* Description of the task *
Reproduce the top of the data verbatim, through and including the line that contains "Run pinprompt with".

Source material section start

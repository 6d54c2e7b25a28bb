//! CLI integration tests
//!
//! Runs the pinprompt binary end-to-end against stand-in pinentry and stty
//! scripts.

#![cfg(unix)]

use std::fs;
use std::io::Write;
use std::os::unix::fs::PermissionsExt;
use std::path::{Path, PathBuf};
use std::process::{Command, Output, Stdio};
use std::sync::{Mutex, MutexGuard};
use tempfile::TempDir;

static SCRIPT_LOCK: Mutex<()> = Mutex::new(());

/// Serializes script creation and execution; see `lock_scripts` in the crate.
fn lock_scripts() -> MutexGuard<'static, ()> {
    SCRIPT_LOCK.lock().unwrap_or_else(|poisoned| poisoned.into_inner())
}

/// Get path to the pinprompt binary
fn pinprompt_bin() -> PathBuf {
    PathBuf::from(env!("CARGO_BIN_EXE_pinprompt"))
}

fn write_script(dir: &Path, name: &str, body: &str) -> PathBuf {
    let path = dir.join(name);
    fs::write(&path, format!("#!/bin/sh\n{}", body)).unwrap();
    fs::set_permissions(&path, fs::Permissions::from_mode(0o755)).unwrap();
    path
}

/// A pinentry stand-in that logs every command it receives and answers
/// GETPIN with `getpin_reply`.
fn fake_pinentry(dir: &Path, getpin_reply: &str) -> (PathBuf, PathBuf) {
    let log = dir.join("pinentry.log");
    let script = write_script(
        dir,
        "pinentry",
        &format!(
            r#"echo "OK Pleased to meet you"
while IFS= read -r line; do
  echo "$line" >> "{log}"
  case "$line" in
    GETPIN) echo "{reply}" ;;
    *) echo OK ;;
  esac
done
"#,
            log = log.display(),
            reply = getpin_reply
        ),
    );
    (script, log)
}

fn fake_stty(dir: &Path) -> (PathBuf, PathBuf) {
    let log = dir.join("stty.log");
    let script = write_script(
        dir,
        "stty",
        &format!("echo \"$1\" >> \"{}\"\n", log.display()),
    );
    (script, log)
}

/// Run pinprompt with the given helpers, feeding `input` on stdin
fn run_pinprompt(pinentry: &Path, stty: &Path, args: &[&str], input: &str) -> Output {
    let mut child = Command::new(pinprompt_bin())
        .arg("--pinentry")
        .arg(pinentry)
        .arg("--stty")
        .arg(stty)
        .args(args)
        .env_remove("RUST_LOG")
        .stdin(Stdio::piped())
        .stdout(Stdio::piped())
        .stderr(Stdio::piped())
        .spawn()
        .unwrap();

    {
        let stdin = child.stdin.as_mut().expect("failed to open stdin");
        // Ignore BrokenPipe errors - pinentry runs never read stdin
        let _ = stdin.write_all(input.as_bytes());
    }
    drop(child.stdin.take());

    child.wait_with_output().unwrap()
}

#[test]
fn test_secret_from_pinentry() {
    let _lock = lock_scripts();
    let temp_dir = TempDir::new().unwrap();
    let (pinentry, log) = fake_pinentry(temp_dir.path(), "D hunter2");
    let (stty, stty_log) = fake_stty(temp_dir.path());

    let result = run_pinprompt(
        &pinentry,
        &stty,
        &["--prompt", "PIN", "--description", "Unlock the card"],
        "",
    );

    assert!(
        result.status.success(),
        "pinprompt failed: {}",
        String::from_utf8_lossy(&result.stderr)
    );
    assert_eq!(String::from_utf8_lossy(&result.stdout), "hunter2\n");

    let sent = fs::read_to_string(&log).unwrap();
    let lines: Vec<&str> = sent.lines().collect();
    assert_eq!(lines[0], "SETPROMPT PIN");
    assert_eq!(lines[1], "SETDESC Unlock the card");
    assert!(lines[2].starts_with("OPTION ttytype="));
    assert_eq!(lines.last(), Some(&"GETPIN"));
    assert!(!stty_log.exists(), "terminal echo must not be touched");
}

#[test]
fn test_cancel_exit_status() {
    let _lock = lock_scripts();
    let temp_dir = TempDir::new().unwrap();
    let (pinentry, _) = fake_pinentry(temp_dir.path(), "ERR 83886179 Operation cancelled");
    let (stty, _) = fake_stty(temp_dir.path());

    let result = run_pinprompt(&pinentry, &stty, &[], "");

    assert_eq!(result.status.code(), Some(1));
    assert!(result.stdout.is_empty());
}

#[test]
fn test_protocol_error_reports_reply() {
    let _lock = lock_scripts();
    let temp_dir = TempDir::new().unwrap();
    let (pinentry, _) = fake_pinentry(temp_dir.path(), "ERR 99999999 boom");
    let (stty, _) = fake_stty(temp_dir.path());

    let result = run_pinprompt(&pinentry, &stty, &[], "");

    assert_eq!(result.status.code(), Some(2));
    assert!(result.stdout.is_empty());
    assert!(String::from_utf8_lossy(&result.stderr).contains("boom"));
}

#[test]
fn test_terminal_fallback_without_pinentry() {
    let _lock = lock_scripts();
    let temp_dir = TempDir::new().unwrap();
    let missing = temp_dir.path().join("no-such-pinentry");
    let (stty, stty_log) = fake_stty(temp_dir.path());

    let result = run_pinprompt(&missing, &stty, &[], "secretvalue\n");

    assert!(
        result.status.success(),
        "pinprompt failed: {}",
        String::from_utf8_lossy(&result.stderr)
    );
    assert_eq!(String::from_utf8_lossy(&result.stdout), "secretvalue\n");
    assert!(String::from_utf8_lossy(&result.stderr).contains("Password: "));
    assert_eq!(fs::read_to_string(&stty_log).unwrap(), "-echo\necho\n");
}

#[test]
fn test_terminal_fallback_restores_echo_on_closed_input() {
    let _lock = lock_scripts();
    let temp_dir = TempDir::new().unwrap();
    let missing = temp_dir.path().join("no-such-pinentry");
    let (stty, stty_log) = fake_stty(temp_dir.path());

    let result = run_pinprompt(&missing, &stty, &["--prompt", "PIN"], "");

    assert_eq!(result.status.code(), Some(2));
    assert!(result.stdout.is_empty());
    assert!(String::from_utf8_lossy(&result.stderr).contains("PIN: "));
    assert_eq!(fs::read_to_string(&stty_log).unwrap(), "-echo\necho\n");
}

#[test]
fn test_broken_greeting_falls_back_to_terminal() {
    let _lock = lock_scripts();
    let temp_dir = TempDir::new().unwrap();
    let pinentry = write_script(temp_dir.path(), "pinentry", "echo \"ERR 1 no display\"\n");
    let (stty, stty_log) = fake_stty(temp_dir.path());

    let result = run_pinprompt(
        &pinentry,
        &stty,
        &["--description", "Unlock the card"],
        "fromterminal\n",
    );

    assert!(
        result.status.success(),
        "pinprompt failed: {}",
        String::from_utf8_lossy(&result.stderr)
    );
    assert_eq!(String::from_utf8_lossy(&result.stdout), "fromterminal\n");
    assert!(String::from_utf8_lossy(&result.stderr).contains("Unlock the card\n\nPassword: "));
    assert_eq!(fs::read_to_string(&stty_log).unwrap(), "-echo\necho\n");
}

#[test]
fn test_nothing_available() {
    let _lock = lock_scripts();
    let temp_dir = TempDir::new().unwrap();
    let missing_pinentry = temp_dir.path().join("no-such-pinentry");
    let missing_stty = temp_dir.path().join("no-such-stty");

    let result = run_pinprompt(&missing_pinentry, &missing_stty, &[], "ignored\n");

    assert_eq!(result.status.code(), Some(2));
    assert!(result.stdout.is_empty());
    assert!(String::from_utf8_lossy(&result.stderr).contains("no pinentry or stty found"));
}

#[test]
fn test_pinentry_from_environment() {
    let _lock = lock_scripts();
    let temp_dir = TempDir::new().unwrap();
    let (pinentry, _) = fake_pinentry(temp_dir.path(), "D from-env");

    let result = Command::new(pinprompt_bin())
        .env("PINPROMPT_PINENTRY", &pinentry)
        .env_remove("RUST_LOG")
        .stdin(Stdio::null())
        .output()
        .unwrap();

    assert!(
        result.status.success(),
        "pinprompt failed: {}",
        String::from_utf8_lossy(&result.stderr)
    );
    assert_eq!(String::from_utf8_lossy(&result.stdout), "from-env\n");
}
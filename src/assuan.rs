//! Client side of the pinentry protocol
//!
//! Pinentry speaks a small line-oriented request/response protocol over its
//! stdin and stdout: it greets with `OK`, accepts `SET*` and `OPTION`
//! commands one at a time, and answers `GETPIN` with either a `D` data line
//! or an `ERR` line. The exchange is strictly turn based, so every command
//! is followed by exactly one reply line.

use std::borrow::Cow;
use std::io::{self, BufRead, BufReader, IsTerminal, Write};
use std::path::{Path, PathBuf};
use std::process::{Child, ChildStdin, ChildStdout, Command, Stdio};

use tracing::{debug, warn};
use zeroize::Zeroizing;

use crate::config::Config;
use crate::error::{ErrorCategory, ErrorKind, PinError, Result};
use crate::request::Request;
use crate::read_line_zeroized;

/// Error code pinentry reports when the user cancels the dialog.
///
/// This is GPG_ERR_CANCELED tagged with the pinentry error source. It is a
/// property of the protocol version spoken by current pinentry releases; a
/// helper using a different error source would not be recognized as a
/// cancellation and would surface as a protocol error instead.
pub const CANCELLED_ERROR_CODE: u32 = 83886179;

/// Terminal details forwarded to pinentry as `OPTION` commands.
#[derive(Debug, Clone, Default, PartialEq, Eq)]
pub struct TerminalInfo {
    /// Value of `TERM`, possibly empty.
    pub ttytype: String,
    /// Device path of the terminal on stdin, if there is one.
    pub ttyname: Option<PathBuf>,
}

impl TerminalInfo {
    /// Describes the terminal of the current process.
    pub fn current() -> Self {
        Self {
            ttytype: std::env::var("TERM").unwrap_or_default(),
            ttyname: stdin_tty_path(),
        }
    }
}

fn stdin_tty_path() -> Option<PathBuf> {
    if !io::stdin().is_terminal() {
        return None;
    }
    std::fs::read_link("/proc/self/fd/0").ok()
}

/// One pinentry conversation over an arbitrary reader/writer pair.
pub struct Session<R, W> {
    reader: R,
    writer: W,
}

impl<R: BufRead, W: Write> Session<R, W> {
    pub fn new(reader: R, writer: W) -> Self {
        Self { reader, writer }
    }

    /// Runs the full handshake and asks for the secret.
    ///
    /// Any unexpected reply aborts the conversation; nothing is retried.
    pub fn get_pin(
        &mut self,
        request: &Request,
        terminal: &TerminalInfo,
    ) -> Result<Zeroizing<String>> {
        self.expect_greeting()?;

        for (command, value) in request.settings() {
            self.set(command, value)?;
        }
        self.set("OPTION", &format!("ttytype={}", terminal.ttytype))?;
        match terminal.ttyname.as_deref().map(Path::to_str) {
            Some(Some(tty)) => self.set("OPTION", &format!("ttyname={}", tty))?,
            Some(None) => debug!("terminal path is not UTF-8; not sending ttyname"),
            None => {}
        }

        self.send("GETPIN", None)?;
        let line = self.read_line("GETPIN")?;
        parse_pin_reply(&line)
    }

    fn expect_greeting(&mut self) -> Result<()> {
        let line = self.read_line("greeting").map_err(|e| {
            PinError::with_kind_and_source(
                ErrorCategory::Internal,
                ErrorKind::Greeting,
                "failed to get pinentry greeting",
                e,
            )
        })?;
        if !line.starts_with("OK") {
            return Err(PinError::with_kind(
                ErrorCategory::Internal,
                ErrorKind::Greeting,
                format!("pinentry greeting said {:?}", line.as_str()),
            ));
        }
        debug!("pinentry greeted");
        Ok(())
    }

    fn set(&mut self, command: &str, value: &str) -> Result<()> {
        self.send(command, Some(value))?;
        let line = self.read_line(command)?;
        if line.as_str() != "OK" {
            return Err(PinError::with_kind(
                ErrorCategory::Internal,
                ErrorKind::Protocol,
                format!("response to {} was {:?}", command, line.as_str()),
            ));
        }
        debug!(command, "pinentry accepted command");
        Ok(())
    }

    fn send(&mut self, command: &str, argument: Option<&str>) -> Result<()> {
        let written = match argument {
            Some(argument) => writeln!(self.writer, "{} {}", command, escape(argument)),
            None => writeln!(self.writer, "{}", command),
        };
        written.and_then(|()| self.writer.flush()).map_err(|e| {
            PinError::with_kind_and_source(
                ErrorCategory::Internal,
                ErrorKind::Io,
                format!("failed to send {} to pinentry: {}", command, e),
                e,
            )
        })
    }

    fn read_line(&mut self, step: &str) -> Result<Zeroizing<String>> {
        let line = read_line_zeroized(&mut self.reader).map_err(|e| {
            PinError::with_kind_and_source(
                ErrorCategory::Internal,
                ErrorKind::Io,
                format!("failed to read pinentry reply to {}: {}", step, e),
                e,
            )
        })?;
        line.ok_or_else(|| {
            PinError::with_kind(
                ErrorCategory::Internal,
                ErrorKind::Io,
                format!("pinentry closed its output before replying to {}", step),
            )
        })
    }
}

/// Classifies the reply to `GETPIN`.
///
/// The secret is returned exactly as it follows the `D ` prefix; percent
/// escapes are not decoded. Pinentry escapes `%`, CR and LF in data lines, so
/// a secret containing `%` arrives as `%25`.
fn parse_pin_reply(line: &str) -> Result<Zeroizing<String>> {
    if let Some(pin) = line.strip_prefix("D ") {
        return Ok(Zeroizing::new(pin.to_owned()));
    }
    if line.starts_with(&format!("ERR {} ", CANCELLED_ERROR_CODE)) {
        debug!("user cancelled pinentry");
        return Err(PinError::cancelled());
    }
    Err(PinError::with_kind(
        ErrorCategory::Internal,
        ErrorKind::Protocol,
        format!("GETPIN response didn't start with D; got {:?}", line),
    ))
}

/// Percent-escapes the characters that would otherwise end or corrupt a
/// protocol line.
fn escape(value: &str) -> Cow<'_, str> {
    if !value.contains(['%', '\r', '\n']) {
        return Cow::Borrowed(value);
    }
    let mut escaped = String::with_capacity(value.len() + 8);
    for c in value.chars() {
        match c {
            '%' => escaped.push_str("%25"),
            '\r' => escaped.push_str("%0D"),
            '\n' => escaped.push_str("%0A"),
            _ => escaped.push(c),
        }
    }
    Cow::Owned(escaped)
}

/// A running pinentry process.
///
/// Dropping it closes both pipes and waits for the process to exit, so
/// every return path of a call releases the helper exactly once.
struct HelperProcess {
    child: Child,
    stdin: Option<ChildStdin>,
    stdout: Option<BufReader<ChildStdout>>,
}

impl HelperProcess {
    fn spawn(program: &Path, working_dir: &Path) -> Result<Self> {
        let mut child = Command::new(program)
            .current_dir(working_dir)
            .stdin(Stdio::piped())
            .stdout(Stdio::piped())
            .stderr(Stdio::null())
            .spawn()
            .map_err(|e| {
                PinError::with_kind_and_source(
                    ErrorCategory::Internal,
                    ErrorKind::Spawn,
                    format!("failed to start {}: {}", program.display(), e),
                    e,
                )
            })?;
        debug!(program = %program.display(), pid = child.id(), "spawned pinentry");

        let stdin = child.stdin.take();
        let stdout = child.stdout.take().map(BufReader::new);
        Ok(Self {
            child,
            stdin,
            stdout,
        })
    }

    fn session(&mut self) -> Result<Session<&mut BufReader<ChildStdout>, &mut ChildStdin>> {
        match (self.stdout.as_mut(), self.stdin.as_mut()) {
            (Some(reader), Some(writer)) => Ok(Session::new(reader, writer)),
            _ => Err(PinError::with_kind(
                ErrorCategory::Internal,
                ErrorKind::Spawn,
                "pinentry started without its pipes",
            )),
        }
    }
}

impl Drop for HelperProcess {
    fn drop(&mut self) {
        drop(self.stdin.take());
        drop(self.stdout.take());
        match self.child.wait() {
            Ok(status) => debug!(%status, "pinentry exited"),
            Err(e) => warn!(error = %e, "failed to wait for pinentry"),
        }
    }
}

/// Asks for secrets by running a pinentry binary.
#[derive(Debug, Clone)]
pub struct PinentryClient {
    program: PathBuf,
    working_dir: PathBuf,
}

impl PinentryClient {
    /// Uses the given pinentry binary, run from `/`.
    pub fn new(program: impl Into<PathBuf>) -> Self {
        Self {
            program: program.into(),
            working_dir: PathBuf::from("/"),
        }
    }

    /// Looks up the configured pinentry program in `PATH`.
    ///
    /// Returns `None` if it cannot be found or is not executable.
    pub fn locate(config: &Config) -> Option<Self> {
        which::which(&config.pinentry_program)
            .ok()
            .map(|program| Self {
                program,
                working_dir: config.working_dir.clone(),
            })
    }

    pub fn program(&self) -> &Path {
        &self.program
    }

    /// Asks for the secret, describing the current terminal to pinentry.
    pub fn get_pin(&self, request: &Request) -> Result<Zeroizing<String>> {
        self.get_pin_on(request, &TerminalInfo::current())
    }

    /// Asks for the secret with explicit terminal details.
    ///
    /// A fresh pinentry process is started for every call and is reaped
    /// before this returns, whatever the outcome.
    pub fn get_pin_on(
        &self,
        request: &Request,
        terminal: &TerminalInfo,
    ) -> Result<Zeroizing<String>> {
        let mut helper = HelperProcess::spawn(&self.program, &self.working_dir)?;
        let mut session = helper.session()?;
        session.get_pin(request, terminal)
    }
}
//! pinprompt - ask a human for a PIN or passphrase
//!
//! Secrets are requested through a `pinentry` helper when one is installed.
//! Otherwise the user is prompted on the terminal, with echo suspended via
//! `stty` for the duration of the read.
//!
//! ```no_run
//! use pinprompt::Request;
//!
//! let request = Request::new()
//!     .with_description("Unlock the signing key")
//!     .with_prompt("Passphrase");
//! match request.get_pin() {
//!     Ok(pin) => println!("got {} characters", pin.chars().count()),
//!     Err(e) if e.is_cancelled() => println!("maybe later"),
//!     Err(e) => eprintln!("Error: {}", e),
//! }
//! ```

#![forbid(unsafe_code)]

pub mod assuan;
pub mod config;
pub mod echo;
pub mod error;
pub mod fallback;
pub mod reader;
pub mod request;

use std::io::{self, BufRead, Read, Write};

use tracing::{debug, warn};
use zeroize::{Zeroize, Zeroizing};

pub use crate::assuan::{CANCELLED_ERROR_CODE, PinentryClient};
pub use crate::config::Config;
pub use crate::error::{ErrorCategory, ErrorKind, PinError, Result};
pub use crate::fallback::TerminalPrompt;
pub use crate::reader::{PinReader, SecretPrompt};
pub use crate::request::Request;

/// Ask the user for a secret using the default configuration.
pub fn get_pin(request: &Request) -> Result<Zeroizing<String>> {
    get_pin_with(request, &Config::default())
}

/// Ask the user for a secret.
///
/// Pinentry is used if it can be found in `PATH`. If it is missing, cannot
/// be started, or does not greet properly, the terminal is used instead,
/// prompting on stdout. Once pinentry has greeted, its answer is final: a
/// cancellation or a protocol error is returned as is.
pub fn get_pin_with(request: &Request, config: &Config) -> Result<Zeroizing<String>> {
    get_pin_prompting_on(request, config, io::stdout())
}

/// Like [`get_pin_with`], but a terminal prompt is written to `output`.
///
/// Programs that print the secret on stdout pass stderr here, so the prompt
/// stays visible when stdout is captured.
pub fn get_pin_prompting_on<W: Write>(
    request: &Request,
    config: &Config,
    output: W,
) -> Result<Zeroizing<String>> {
    match PinentryClient::locate(config) {
        Some(client) => {
            debug!(program = %client.program().display(), "asking through pinentry");
            match client.get_pin(request) {
                Err(e) if matches!(e.kind, Some(ErrorKind::Spawn | ErrorKind::Greeting)) => {
                    warn!(error = %e, "pinentry unusable, falling back to terminal");
                }
                outcome => return outcome,
            }
        }
        None => debug!("pinentry not found, falling back to terminal"),
    }

    let prompt = TerminalPrompt::locate(config)?;
    debug!(program = %prompt.echo_program().display(), "asking on the terminal");
    prompt.prompt_with(request, io::stdin().lock(), output)
}

/// Longest line accepted from pinentry or the terminal, without its ending.
pub const MAX_LINE_LEN: usize = 4096;

/// Reads one line and strips its `\n` or `\r\n` ending.
///
/// Returns `None` at end of input. The buffer is allocated up front for the
/// longest accepted line, so it never moves and every byte read is wiped on
/// drop. Longer lines and invalid UTF-8 are `InvalidData` errors.
pub(crate) fn read_line_zeroized<R: BufRead>(
    reader: &mut R,
) -> io::Result<Option<Zeroizing<String>>> {
    let mut buf = Zeroizing::new(Vec::with_capacity(MAX_LINE_LEN + 2));
    let n = reader
        .take(MAX_LINE_LEN as u64 + 2)
        .read_until(b'\n', &mut buf)?;
    if n == 0 {
        return Ok(None);
    }
    if buf.last() == Some(&b'\n') {
        buf.pop();
        if buf.last() == Some(&b'\r') {
            buf.pop();
        }
    }
    if buf.len() > MAX_LINE_LEN {
        return Err(io::Error::new(io::ErrorKind::InvalidData, "line too long"));
    }
    match String::from_utf8(std::mem::take(&mut *buf)) {
        Ok(line) => Ok(Some(Zeroizing::new(line))),
        Err(e) => {
            e.into_bytes().zeroize();
            Err(io::Error::new(
                io::ErrorKind::InvalidData,
                "line is not valid UTF-8",
            ))
        }
    }
}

Source material section end

* Expected answer *
repository 6d54c2e7b25a28bb
//! CLI integration tests
//!
//! Runs the pinprompt binary end-to-end against stand-in pinentry and stty
//! scripts.

#![cfg(unix)]

use std::fs;
use std::io::Write;
use std::os::unix::fs::PermissionsExt;
use std::path::{Path, PathBuf};
use std::process::{Command, Output, Stdio};
use std::sync::{Mutex, MutexGuard};
use tempfile::TempDir;

static SCRIPT_LOCK: Mutex<()> = Mutex::new(());

/// Serializes script creation and execution; see `lock_scripts` in the crate.
fn lock_scripts() -> MutexGuard<'static, ()> {
    SCRIPT_LOCK.lock().unwrap_or_else(|poisoned| poisoned.into_inner())
}

/// Get path to the pinprompt binary
fn pinprompt_bin() -> PathBuf {
    PathBuf::from(env!("CARGO_BIN_EXE_pinprompt"))
}

fn write_script(dir: &Path, name: &str, body: &str) -> PathBuf {
    let path = dir.join(name);
    fs::write(&path, format!("#!/bin/sh\n{}", body)).unwrap();
    fs::set_permissions(&path, fs::Permissions::from_mode(0o755)).unwrap();
    path
}

/// A pinentry stand-in that logs every command it receives and answers
/// GETPIN with `getpin_reply`.
fn fake_pinentry(dir: &Path, getpin_reply: &str) -> (PathBuf, PathBuf) {
    let log = dir.join("pinentry.log");
    let script = write_script(
        dir,
        "pinentry",
        &format!(
            r#"echo "OK Pleased to meet you"
while IFS= read -r line; do
  echo "$line" >> "{log}"
  case "$line" in
    GETPIN) echo "{reply}" ;;
    *) echo OK ;;
  esac
done
"#,
            log = log.display(),
            reply = getpin_reply
        ),
    );
    (script, log)
}

fn fake_stty(dir: &Path) -> (PathBuf, PathBuf) {
    let log = dir.join("stty.log");
    let script = write_script(
        dir,
        "stty",
        &format!("echo \"$1\" >> \"{}\"\n", log.display()),
    );
    (script, log)
}

/// Run pinprompt with the given helpers, feeding `input` on stdin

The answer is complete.